La loi bloque les choses. Il faut deux tiers des voix, 66 %, pour faire passer un amendement. On n'y arrivera jamais. Les gens vont marchander, c'est imbécile. Ce n'est plus de l'aménagement du territoire. Si ça devient une affaire politicienne, c'est une hérésie. C'est une erreur de la préfète, elle a fait un machin qui crée des conflits.
Dans le reste du département, en Bergeracois ça va à peu près, même s'il y a le problème de périmètre avec Sigoulès. Belvès et Domme ne veulent pas aller ensemble. Entre Montignac et Terrasson, ce n'est pas réglé. Dans l'ouest, autour de Ribérac, on a trouvé des solutions en discutant. En tout, il n'y a que neuf consensus intégraux sur les 24 propositions sur les communautés de communes. Ce qui fait quinze rejets ! Sans parler des syndicats.

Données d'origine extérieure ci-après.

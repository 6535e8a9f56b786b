use std::sync::Arc;

use aes_gcm::{Aes256Gcm, KeyInit, Nonce, aead::Aead};
use base64::{Engine, engine::general_purpose::STANDARD};
use hmac::{Hmac, Mac};
use sha2::{Digest, Sha256};
use zeroize::Zeroizing;

use super::{AlgorithmProps, EncryptAlgorithm, required_prop};
use crate::{
    error::{EncryptError, Result},
    value::SqlValue,
};

pub const TYPE: &str = "AES";
pub const KEY_PROPERTY: &str = "aes-key-value";

const NONCE_LEN: usize = 12;
const TAG_LEN: usize = 16;

/// Deterministic AES-256-GCM.
///
/// The nonce is an HMAC of the plaintext (synthetic IV), so equal plaintexts
/// always produce equal ciphertexts under the same key. Output is
/// `base64(nonce || ciphertext || tag)`.
pub struct AesEncryptAlgorithm {
    cipher: Aes256Gcm,
    nonce_key: Zeroizing<[u8; 32]>,
}

impl AesEncryptAlgorithm {
    pub fn new(key_value: &str) -> Result<Self> {
        let enc_key = derive_key(b"sqlenc:aes:enc", key_value);
        let nonce_key = derive_key(b"sqlenc:aes:nonce", key_value);
        let cipher = Aes256Gcm::new_from_slice(&enc_key[..])
            .map_err(|e| EncryptError::algorithm(TYPE, e))?;
        Ok(Self { cipher, nonce_key })
    }

    pub(crate) fn create(props: &AlgorithmProps) -> Result<Arc<dyn EncryptAlgorithm>> {
        let key_value = required_prop(TYPE, props, KEY_PROPERTY)?;
        Ok(Arc::new(Self::new(key_value)?))
    }

    fn synthetic_nonce(&self, plaintext: &[u8]) -> Result<[u8; NONCE_LEN]> {
        let mut mac = <Hmac<Sha256> as Mac>::new_from_slice(&self.nonce_key[..])
            .map_err(|e| EncryptError::algorithm(TYPE, e))?;
        mac.update(plaintext);
        let tag = mac.finalize().into_bytes();
        let mut nonce = [0u8; NONCE_LEN];
        nonce.copy_from_slice(&tag[..NONCE_LEN]);
        Ok(nonce)
    }
}

fn derive_key(domain: &[u8], key_value: &str) -> Zeroizing<[u8; 32]> {
    let digest = Sha256::new()
        .chain_update(domain)
        .chain_update(key_value.as_bytes())
        .finalize();
    let mut key = Zeroizing::new([0u8; 32]);
    key.copy_from_slice(&digest);
    key
}

impl EncryptAlgorithm for AesEncryptAlgorithm {
    fn algorithm_type(&self) -> &str {
        TYPE
    }

    fn encrypt(&self, plain: &SqlValue) -> Result<SqlValue> {
        let Some(plaintext) = plain.plaintext() else {
            return Ok(SqlValue::Null);
        };
        let nonce_bytes = self.synthetic_nonce(plaintext.as_bytes())?;
        let ciphertext = self
            .cipher
            .encrypt(Nonce::from_slice(&nonce_bytes), plaintext.as_bytes())
            .map_err(|e| EncryptError::algorithm(TYPE, format!("encrypt failed: {e}")))?;

        let mut out = Vec::with_capacity(NONCE_LEN + ciphertext.len());
        out.extend_from_slice(&nonce_bytes);
        out.extend_from_slice(&ciphertext);
        Ok(SqlValue::Text(STANDARD.encode(out)))
    }

    fn decrypt(&self, cipher: &SqlValue) -> Result<SqlValue> {
        let encoded = match cipher {
            SqlValue::Null => return Ok(SqlValue::Null),
            SqlValue::Text(s) => s,
            other => {
                return Err(EncryptError::algorithm(
                    TYPE,
                    format!("cipher value must be text, got {other}"),
                ));
            }
        };
        let raw = STANDARD
            .decode(encoded)
            .map_err(|e| EncryptError::algorithm(TYPE, e))?;
        if raw.len() < NONCE_LEN + TAG_LEN {
            return Err(EncryptError::algorithm(TYPE, "cipher value too short"));
        }
        let (nonce, ciphertext) = raw.split_at(NONCE_LEN);
        let plaintext = self
            .cipher
            .decrypt(Nonce::from_slice(nonce), ciphertext)
            .map_err(|e| EncryptError::algorithm(TYPE, format!("decrypt failed: {e}")))?;
        String::from_utf8(plaintext)
            .map(SqlValue::Text)
            .map_err(|e| EncryptError::algorithm(TYPE, e))
    }
}

#[cfg(test)]
mod tests {
    use super::*;

    #[test]
    fn test_encrypt_decrypt_round_trip() {
        let aes = AesEncryptAlgorithm::new("123456abc").unwrap();
        let cipher = aes.encrypt(&SqlValue::from("secret")).unwrap();
        assert_ne!(cipher, SqlValue::from("secret"));
        assert_eq!(aes.decrypt(&cipher).unwrap(), SqlValue::from("secret"));
    }

    #[test]
    fn test_encrypt_is_deterministic() {
        let aes = AesEncryptAlgorithm::new("123456abc").unwrap();
        let a = aes.encrypt(&SqlValue::from("secret")).unwrap();
        let b = aes.encrypt(&SqlValue::from("secret")).unwrap();
        assert_eq!(a, b);
        let c = aes.encrypt(&SqlValue::from("other")).unwrap();
        assert_ne!(a, c);
    }

    #[test]
    fn test_different_keys_differ() {
        let a = AesEncryptAlgorithm::new("k1").unwrap();
        let b = AesEncryptAlgorithm::new("k2").unwrap();
        let plain = SqlValue::from("secret");
        assert_ne!(a.encrypt(&plain).unwrap(), b.encrypt(&plain).unwrap());
    }

    #[test]
    fn test_integer_encrypts_as_text() {
        let aes = AesEncryptAlgorithm::new("k").unwrap();
        let cipher = aes.encrypt(&SqlValue::Integer(42)).unwrap();
        assert_eq!(aes.decrypt(&cipher).unwrap(), SqlValue::from("42"));
    }

    #[test]
    fn test_null_passes_through() {
        let aes = AesEncryptAlgorithm::new("k").unwrap();
        assert_eq!(aes.encrypt(&SqlValue::Null).unwrap(), SqlValue::Null);
        assert_eq!(aes.decrypt(&SqlValue::Null).unwrap(), SqlValue::Null);
    }

    #[test]
    fn test_tampered_cipher_fails() {
        let aes = AesEncryptAlgorithm::new("k").unwrap();
        let SqlValue::Text(cipher) = aes.encrypt(&SqlValue::from("secret")).unwrap() else {
            panic!("expected text cipher");
        };
        let mut raw = STANDARD.decode(cipher).unwrap();
        let last = raw.len() - 1;
        raw[last] ^= 0x01;
        let tampered = SqlValue::Text(STANDARD.encode(raw));
        assert!(aes.decrypt(&tampered).is_err());
    }

    #[test]
    fn test_short_cipher_rejected() {
        let aes = AesEncryptAlgorithm::new("k").unwrap();
        let err = aes.decrypt(&SqlValue::Text(STANDARD.encode([0u8; 4]))).unwrap_err();
        assert!(err.to_string().contains("too short"));
    }
}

Sur les transports scolaires, ce n'est pas possible de les supprimer sur le terrain comme on nous le propose.
Quel rôle peut avoir le Conseil général dans ces découpages ?
Ce sont d'abord des affaires locales. Et c'est la commission départementale qui s'en occupe avec au bureau Jacky Monmarson (PS), Jacques Auzou (PCF) et Thierry Boidé (divers droite). Moi, je n'ai pas à m'en mêler. C'est d'abord le préfet qui mène l'affaire.

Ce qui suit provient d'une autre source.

use std::{borrow::Cow, fmt};

use crate::rewriter::escape_sql_string;

/// A scalar value as it appears in SQL text or in a bind parameter list.
#[derive(Debug, Clone, PartialEq, Eq, Hash)]
pub enum SqlValue {
    Null,
    Integer(i64),
    /// Any other numeric literal, kept verbatim (decimals, exponents, big integers).
    Number(String),
    Text(String),
}

impl SqlValue {
    pub fn is_null(&self) -> bool {
        matches!(self, SqlValue::Null)
    }

    /// The plaintext fed to encrypt algorithms. `None` for NULL.
    pub fn plaintext(&self) -> Option<Cow<'_, str>> {
        match self {
            SqlValue::Null => None,
            SqlValue::Integer(i) => Some(Cow::Owned(i.to_string())),
            SqlValue::Number(n) => Some(Cow::Borrowed(n)),
            SqlValue::Text(s) => Some(Cow::Borrowed(s)),
        }
    }

    /// Render as a SQL literal.
    pub fn to_literal(&self) -> String {
        match self {
            SqlValue::Null => "NULL".to_string(),
            SqlValue::Integer(i) => i.to_string(),
            SqlValue::Number(n) => n.clone(),
            SqlValue::Text(s) => format!("'{}'", escape_sql_string(s)),
        }
    }
}

impl fmt::Display for SqlValue {
    fn fmt(&self, f: &mut fmt::Formatter<'_>) -> fmt::Result {
        match self.plaintext() {
            Some(s) => f.write_str(&s),
            None => f.write_str("NULL"),
        }
    }
}

impl From<&str> for SqlValue {
    fn from(s: &str) -> Self {
        SqlValue::Text(s.to_string())
    }
}

impl From<String> for SqlValue {
    fn from(s: String) -> Self {
        SqlValue::Text(s)
    }
}

impl From<i64> for SqlValue {
    fn from(i: i64) -> Self {
        SqlValue::Integer(i)
    }
}
use sqlparser::tokenizer::Token;

use super::{StatementParser, expr::CLAUSE_END};
use crate::{
    error::Result,
    statement::{
        PredicateSegment, ProjectionSegment, SelectStatement, Span, SubqueryKind, SubquerySegment,
        TableSegment,
    },
};

const JOIN_PREFIXES: &[&str] = &["INNER", "CROSS", "LEFT", "RIGHT", "FULL", "NATURAL", "OUTER"];

impl StatementParser<'_> {
    /// Everything after the SELECT keyword. Clauses after WHERE (GROUP BY,
    /// ORDER BY, LIMIT, set operations) are not rewritten and are skipped.
    pub(super) fn parse_select_body(&mut self) -> Result<SelectStatement> {
        let enclosing = std::mem::take(&mut self.subqueries);
        if !self.parse_keyword("DISTINCT") && !self.parse_keyword("DISTINCTROW") {
            self.parse_keyword("ALL");
        }
        if self.parse_keyword("TOP") {
            self.parse_operand()?;
        }

        let mut projections = Vec::new();
        loop {
            projections.push(self.parse_projection()?);
            if !self.consume_token(&Token::Comma) {
                break;
            }
        }

        let mut tables = Vec::new();
        let mut predicates = Vec::new();
        if self.parse_keyword("FROM") {
            self.parse_table_references(&mut tables, &mut predicates)?;
        }
        if self.parse_keyword("WHERE") {
            self.parse_condition(&mut predicates, CLAUSE_END)?;
        }
        self.skip_select_tail();

        Ok(SelectStatement {
            projections,
            tables,
            predicates,
            subqueries: std::mem::replace(&mut self.subqueries, enclosing),
        })
    }

    /// Up to the end of the statement, the parenthesis closing a subquery,
    /// or the ON DUPLICATE KEY UPDATE of an INSERT ... SELECT.
    fn skip_select_tail(&mut self) {
        let mut depth = 0usize;
        while let Some(token) = self.peek() {
            match token.token {
                Token::LParen => depth += 1,
                Token::RParen if depth == 0 => return,
                Token::RParen => depth -= 1,
                _ if depth == 0 && self.peek_on_duplicate_key_update() => return,
                _ => {}
            }
            self.index += 1;
        }
    }

    /// `( SELECT ... )`, recorded as a subquery of the level being parsed.
    pub(super) fn parse_subquery(&mut self, kind: SubqueryKind) -> Result<Span> {
        let open = self.expect_token(&Token::LParen)?;
        self.expect_keyword("SELECT")?;
        let select = self.parse_select_body()?;
        let close = self.expect_token(&Token::RParen)?;
        let span = open.cover(&close);
        self.subqueries.push(SubquerySegment { kind, select, span });
        Ok(span)
    }

    fn parse_projection(&mut self) -> Result<ProjectionSegment> {
        let Some(first) = self.peek().cloned() else {
            return Err(self.error("projection"));
        };

        if first.token == Token::Mul {
            self.index += 1;
            return Ok(ProjectionSegment::Shorthand {
                owner: None,
                span: first.span,
            });
        }

        // owner.*
        if matches!(first.token, Token::Word(_))
            && self.peek_nth(1).is_some_and(|t| t.token == Token::Period)
            && self.peek_nth(2).is_some_and(|t| t.token == Token::Mul)
        {
            let owner = self.parse_identifier()?;
            self.index += 2;
            return Ok(ProjectionSegment::Shorthand {
                owner: Some(owner),
                span: Span::from_range(first.span.start(), self.previous_end()),
            });
        }

        let start = self.index;
        if let Some(column) = self.try_parse_column() {
            if self.at_projection_end() || self.peek_word() {
                let alias = self.parse_optional_alias()?;
                if self.at_projection_end() {
                    let span = Span::from_range(column.span.start(), self.previous_end());
                    return Ok(ProjectionSegment::Column { column, alias, span });
                }
            }
            self.index = start;
        }

        let mut stops: Vec<&str> = CLAUSE_END.to_vec();
        stops.push("AS");
        self.skip_expression(&stops)?;
        let text_end = self.previous_end();
        let alias = if self.parse_keyword("AS") {
            Some(self.parse_identifier()?)
        } else {
            None
        };
        Ok(ProjectionSegment::Expression {
            text: self.slice(Span::from_range(first.span.start(), text_end)).to_string(),
            alias,
            span: Span::from_range(first.span.start(), self.previous_end()),
        })
    }

    fn at_projection_end(&self) -> bool {
        self.is_statement_end()
            || self.peek_token_is(&Token::Comma)
            || self.peek_token_is(&Token::RParen)
            || self.peek_any_keyword(CLAUSE_END)
    }

    /// FROM list with comma joins and JOIN clauses. Derived tables become
    /// subqueries and do not resolve column owners. ON conditions contribute
    /// predicates.
    pub(super) fn parse_table_references(
        &mut self,
        tables: &mut Vec<TableSegment>,
        predicates: &mut Vec<PredicateSegment>,
    ) -> Result<()> {
        self.parse_table_factor(tables)?;
        loop {
            if self.consume_token(&Token::Comma) {
                self.parse_table_factor(tables)?;
                continue;
            }
            let start = self.index;
            while self.peek_any_keyword(JOIN_PREFIXES) {
                self.index += 1;
            }
            if !(self.parse_keyword("JOIN") || self.parse_keyword("STRAIGHT_JOIN")) {
                self.index = start;
                return Ok(());
            }
            self.parse_table_factor(tables)?;
            if self.parse_keyword("ON") {
                self.parse_condition(predicates, CLAUSE_END)?;
            } else if self.parse_keyword("USING") {
                self.skip_parenthesized()?;
            }
        }
    }

    fn parse_table_factor(&mut self, tables: &mut Vec<TableSegment>) -> Result<()> {
        if self.peek_token_is(&Token::LParen) {
            if self.peek_subquery() {
                self.parse_subquery(SubqueryKind::Derived)?;
            } else {
                self.skip_parenthesized()?;
            }
            self.parse_optional_alias()?;
            return Ok(());
        }
        let table = self.parse_table_segment()?;
        // MySQL index hints.
        while self.peek_any_keyword(&["USE", "FORCE", "IGNORE"])
            && self.peek_keyword_nth(1, "INDEX")
        {
            self.index += 2;
            self.skip_parenthesized()?;
        }
        tables.push(table);
        Ok(())
    }
}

Je pense qu'on ne trouvera pas toutes les solutions avant la présidentielle. Il y aura des prolongations. Et il y aura aussi de nombreux appels judiciaires... Cette loi est mal ficelée et si la gauche revient, on devra la revoir.

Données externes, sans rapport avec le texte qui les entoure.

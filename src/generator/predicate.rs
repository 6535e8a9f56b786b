use log::{debug, trace, warn};

use super::{GenerateContext, PreviousTokens, SqlTokenGenerator, origin, render_value};
use crate::{
    error::Result,
    rule::{ColumnRole, EncryptColumn},
    statement::{ExpressionSegment, PredicateOperator, StatementContext},
    token::{
        ColumnProjection, PredicateValueToken, SqlToken, SubstitutableColumnNameToken,
        quote_identifier,
    },
};

/// Physical column a predicate compares against.
///
/// Equality goes through the assisted-query column when there is one, then
/// the cipher column when queries run on ciphertext, then the plain column.
/// Ciphertext does not preserve order or substrings, so LIKE, BETWEEN and
/// range comparisons can only use the plain column. `None` leaves the
/// predicate untouched.
fn predicate_target<'r>(
    ctx: &GenerateContext<'_>,
    column: &'r EncryptColumn,
    operator: PredicateOperator,
) -> Option<(ColumnRole, &'r str)> {
    let plain = column.plain_column().map(|plain| (ColumnRole::Plain, plain));
    if !operator.is_equality() {
        return plain;
    }
    if let Some(assisted) = column.assisted_query_column() {
        return Some((ColumnRole::AssistedQuery, assisted));
    }
    if ctx.query_with_cipher_column {
        return Some((ColumnRole::Cipher, column.cipher_column()));
    }
    plain
}

#[derive(Debug, Clone, Copy, Default, PartialEq, Eq)]
pub struct PredicateColumnTokenGenerator;

impl SqlTokenGenerator for PredicateColumnTokenGenerator {
    fn name(&self) -> &'static str {
        "predicate_column"
    }

    fn applies(&self, statement: &StatementContext) -> bool {
        statement.scopes().iter().any(|s| !s.predicates.is_empty())
    }

    fn generate(
        &self,
        statement: &StatementContext,
        ctx: &GenerateContext<'_>,
        _previous: &mut PreviousTokens,
    ) -> Result<Vec<SqlToken>> {
        let mut tokens = Vec::new();
        for scope in statement.scopes() {
            let tables = scope.tables_context();
            for predicate in scope.predicates {
                let column = &predicate.column;
                if predicate
                    .operands
                    .iter()
                    .any(|o| matches!(o, ExpressionSegment::Column(_)))
                {
                    trace!("predicate on {} compares columns, skipped", column.name.value);
                    continue;
                }
                let Some(table) = tables.find_table_name(column, ctx.schema) else {
                    trace!("predicate column {}: owner unresolved", column.name.value);
                    continue;
                };
                let Some(encrypt_column) = ctx.rule.find_encrypt_column(table, &column.name.value)
                else {
                    continue;
                };
                let Some((role, name)) = predicate_target(ctx, encrypt_column, predicate.operator)
                else {
                    warn!(
                        "predicate on {table}.{} left unrewritten: no queryable physical column",
                        column.name.value
                    );
                    continue;
                };
                tokens.push(SqlToken::ColumnName(SubstitutableColumnNameToken {
                    span: column.span,
                    projections: vec![ColumnProjection {
                        owner: column
                            .owner
                            .as_ref()
                            .map(|o| quote_identifier(&o.value, o.quote)),
                        name: name.to_string(),
                        quote: column.name.quote,
                        alias: None,
                        origin: Some(origin(table, encrypt_column, role)),
                    }],
                }));
            }
        }

        if !tokens.is_empty() {
            debug!("predicate columns: {} encrypt tokens", tokens.len());
        }
        Ok(tokens)
    }
}

#[derive(Debug, Clone, Copy, Default, PartialEq, Eq)]
pub struct PredicateRightValueTokenGenerator;

impl SqlTokenGenerator for PredicateRightValueTokenGenerator {
    fn name(&self) -> &'static str {
        "predicate_right_value"
    }

    fn applies(&self, statement: &StatementContext) -> bool {
        statement.scopes().iter().any(|s| !s.predicates.is_empty())
    }

    fn generate(
        &self,
        statement: &StatementContext,
        ctx: &GenerateContext<'_>,
        previous: &mut PreviousTokens,
    ) -> Result<Vec<SqlToken>> {
        let scopes = statement.scopes();
        let mut tokens = Vec::new();
        for predicate in scopes.iter().flat_map(|s| s.predicates) {
            // The column token decides which physical column, and so which
            // encryptor, the operands are compared against.
            let Some(origin) = previous
                .column_name_at(predicate.column.span)
                .and_then(|t| t.projections.first())
                .and_then(|p| p.origin.as_ref())
            else {
                continue;
            };
            if origin.role == ColumnRole::Plain {
                continue;
            }
            let Some(column) = ctx.rule.find_encrypt_column(&origin.table, &origin.logic_column)
            else {
                continue;
            };

            for operand in &predicate.operands {
                let ExpressionSegment::Literal { span, .. } = operand else {
                    continue;
                };
                let value = render_value(ctx, &origin.table, column, origin.role, operand)?;
                if let Some(value) = value {
                    let span = *span;
                    tokens.push(SqlToken::PredicateValue(PredicateValueToken { span, value }));
                }
            }
        }

        if !tokens.is_empty() {
            debug!("predicate values: {} encrypt tokens", tokens.len());
        }
        Ok(tokens)
    }
}

#[cfg(test)]
mod tests {
    use crate::generator::tests::{rendered, texts};

    #[test]
    fn test_equality_uses_assisted_query_pair() {
        assert_eq!(
            texts("SELECT id FROM t_encrypt WHERE pwd = 'secret'"),
            vec!["pwd_assisted", "'assist:secret'"]
        );
    }

    #[test]
    fn test_cipher_pair_without_assisted_column() {
        assert_eq!(
            texts("SELECT id FROM t_encrypt WHERE phone <> '1' AND id > 3"),
            vec!["phone_cipher", "'enc:1'"]
        );
    }

    #[test]
    fn test_in_list_values_each_encrypted() {
        assert_eq!(
            texts("DELETE FROM t_encrypt WHERE pwd IN ('a', 'b')"),
            vec!["pwd_assisted", "'assist:a'", "'assist:b'"]
        );
    }

    #[test]
    fn test_range_and_like_use_plain_column_only() {
        // Values stay in plaintext; phone has no plain column and is left alone.
        assert_eq!(
            texts("SELECT id FROM t_encrypt WHERE pwd > 'a' AND email LIKE 'b%' AND phone < '5'"),
            vec!["pwd_plain", "email_plain"]
        );
        assert!(texts("SELECT id FROM t_encrypt WHERE phone NOT LIKE ?").is_empty());
    }

    #[test]
    fn test_between_uses_plain_column_only() {
        let sql = "SELECT id FROM t_encrypt \
                   WHERE pwd BETWEEN 'a' AND 'b' OR phone NOT BETWEEN 1 AND 2";
        assert_eq!(texts(sql), vec!["pwd_plain"]);
    }

    #[test]
    fn test_subquery_predicates_rewritten() {
        let in_list = "SELECT id FROM t_order WHERE user_id IN \
                       (SELECT id FROM t_encrypt WHERE pwd = 'x')";
        assert_eq!(texts(in_list), vec!["pwd_assisted", "'assist:x'"]);
        let derived = "SELECT amount FROM (SELECT * FROM t_encrypt WHERE phone = '1') d \
                       WHERE amount > 2";
        assert_eq!(texts(derived), vec!["phone_cipher", "'enc:1'"]);
    }

    #[test]
    fn test_correlated_subquery_resolves_outer_table() {
        assert_eq!(
            texts(
                "SELECT id FROM t_encrypt u WHERE EXISTS \
                 (SELECT 1 FROM t_order o WHERE o.user_id = u.id AND u.phone = '5')"
            ),
            vec!["u.phone_cipher", "'enc:5'"]
        );
    }

    #[test]
    fn test_plain_column_when_not_querying_cipher() {
        let sql = "SELECT id FROM t_encrypt WHERE email = 'x' OR phone = 'y'";
        let texts: Vec<_> = rendered(sql, false).into_iter().map(|(_, t)| t).collect();
        // email compares in plaintext, phone has neither plain nor assisted column.
        assert_eq!(texts, vec!["email_plain"]);
    }

    #[test]
    fn test_parameter_operand_keeps_marker() {
        assert_eq!(texts("SELECT id FROM t_encrypt WHERE pwd = ?"), vec!["pwd_assisted"]);
    }

    #[test]
    fn test_column_operand_left_alone() {
        assert!(texts("SELECT id FROM t_encrypt WHERE pwd = phone").is_empty());
    }

    #[test]
    fn test_offsets_point_at_source() {
        let sql = "SELECT id FROM t_encrypt WHERE pwd = 'secret'";
        let tokens = rendered(sql, true);
        assert_eq!(tokens[0].0, sql.find("pwd").unwrap());
        assert_eq!(tokens[1].0, sql.find("'secret'").unwrap());
    }
}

La rentrée commence mal sur le front économique et social : le chômage est en hausse et il y a des difficultés dans des entreprises comme Isoa.
La situation économique est mauvaise ici comme dans toute la France, et même plus. On a eu une hausse de plus 6 000 chômeurs en trois ans en Dordogne. On le voit bien au niveau du RSA dont est chargé le Conseil général. On a eu plus 6 %, soit 400 personnes supplémentaires cette année. On est passé à 7 100 personnes au RSA. C'est un indicateur. Pour le Conseil général, cela représente 35 millions d'euros. Il y a beaucoup de gens qui souffrent : on les aide comme on peut avec nos assistantes sociales.
Les entreprises souffrent du crédit qui se raréfie : les banques ne prennent plus de risques. Il y a les problèmes dans l'immobilier, dans la construction... On perd des emplois à Bergerac NC, Périgord Tabac, la Sotech, Teton et maintenant Isoa. Heureusement tout n'est pas noir, il y a aussi des entreprises qui embauchent comme Durlin à Bergerac, Kimo à Montpon, Hermès à Nontron, Repetto à Saint-Médard-d'Excideuil...
Vous misez beaucoup sur le tourisme, notamment avec la préhistoire.
Le tourisme marche bien et c'est une bonne année. Les sites de la Sémitour sont en hausse de fréquentation : Lascaux 2 plus 8,5 %, au centre d'accueil du Pôle international de la préhistoire, aux Eyzies, il y a eu 50 000 visiteurs ces deux derniers mois, plus 17 % pour la grotte du Grand Roc, qu'on a bien fait d'acheter, plus 11,5 % pour Cadouin...
Pour Lascaux, on réfléchit à des solutions en attendant Lascaux 4 : peut-être élargir les horaires des visites en soirée, mais ça coûtera plus cher en personnel.
Où en sont justement les projets de fac-similés de Lascaux 3 (itinérant) et de Lascaux 4 (réplique complète à Montignac) ?
Pour Lascaux 3, les contacts se prennent pour des expositions en 2013 d'abord en France, puis à Montréal, Chicago et ensuite une tournée en Asie.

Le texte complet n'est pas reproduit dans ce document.